*** Opening of THE DATA ***

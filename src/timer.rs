//! Single-slot auto-hide timer.

use log::debug;
use std::time::{Duration, Instant};

/// Identifies one arming of the timer.
#[derive(Debug, Clone, Copy, PartialEq, Eq, Hash, PartialOrd, Ord)]
pub struct TimerId(u64);

/// A scheduled auto-hide that has not fired yet.
#[derive(Debug, Clone, Copy, PartialEq, Eq)]
pub struct PendingHide {
    /// Which arming this is.
    pub id: TimerId,
    /// When it was armed.
    pub armed_at: Instant,
    /// When it fires.
    pub deadline: Instant,
    /// The policy delay it was armed with.
    pub duration: Duration,
}

/// Owns at most one pending auto-hide.
///
/// Arming always cancels the previous slot first, so two hides can never be
/// pending for one logical settle.
#[derive(Debug, Default)]
pub struct AutoHideTimer {
    slot: Option<PendingHide>,
    next_id: u64,
}

impl AutoHideTimer {
    /// Create an empty timer.
    pub fn new() -> Self {
        Self::default()
    }

    /// Schedule a hide `duration` after `now`, replacing any pending one.
    pub fn arm(&mut self, now: Instant, duration: Duration) -> PendingHide {
        if let Some(previous) = self.cancel() {
            debug!("auto-hide {:?} replaced before firing", previous.id);
        }

        let pending = PendingHide {
            id: TimerId(self.next_id),
            armed_at: now,
            deadline: now + duration,
            duration,
        };
        self.next_id += 1;
        self.slot = Some(pending);
        debug!("auto-hide {:?} armed for {:?}", pending.id, duration);
        pending
    }

    /// Drop the pending hide, if any, and return it.
    pub fn cancel(&mut self) -> Option<PendingHide> {
        self.slot.take()
    }

    /// Fire the pending hide if its deadline has passed.
    ///
    /// A fired hide is cleared, so each arming fires at most once.
    pub fn poll(&mut self, now: Instant) -> Option<PendingHide> {
        match self.slot {
            Some(pending) if pending.deadline <= now => {
                self.slot = None;
                debug!("auto-hide {:?} fired", pending.id);
                Some(pending)
            }
            _ => None,
        }
    }

    /// The pending hide, if any.
    pub fn pending(&self) -> Option<&PendingHide> {
        self.slot.as_ref()
    }

    /// Time left until the pending hide fires.
    pub fn remaining(&self, now: Instant) -> Option<Duration> {
        self.slot
            .as_ref()
            .map(|pending| pending.deadline.saturating_duration_since(now))
    }
}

*** Close of THE DATA ***

TASK GOAL:
Each line that contains the string "fires" counts once; report how many such lines the entries have, giving only the number.

TASK ANSWER:
3